SOURCE DATA
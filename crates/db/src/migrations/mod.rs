//! Database migrations.
//!
//! Schema migrations for the database.

#![allow(missing_docs)]

use sea_orm_migration::prelude::*;

mod m20260101_000001_create_vote_table;
mod m20260101_000002_create_vote_configuration_table;
mod m20260101_000003_create_vote_eligibility_table;
mod m20260101_000004_create_vote_cast_table;
mod m20260101_000005_create_vote_action_table;
mod m20260101_000006_create_vote_result_tables;

pub struct Migrator;

#[async_trait::async_trait]
impl MigratorTrait for Migrator {
    fn migrations() -> Vec<Box<dyn MigrationTrait>> {
        vec![
            Box::new(m20260101_000001_create_vote_table::Migration),
            Box::new(m20260101_000002_create_vote_configuration_table::Migration),
            Box::new(m20260101_000003_create_vote_eligibility_table::Migration),
            Box::new(m20260101_000004_create_vote_cast_table::Migration),
            Box::new(m20260101_000005_create_vote_action_table::Migration),
            Box::new(m20260101_000006_create_vote_result_tables::Migration),
        ]
    }
}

WORK REQUEST
Note how many lines of the entries contain the string "Migrator", then give that number by itself.

YOUR RESPONSE
2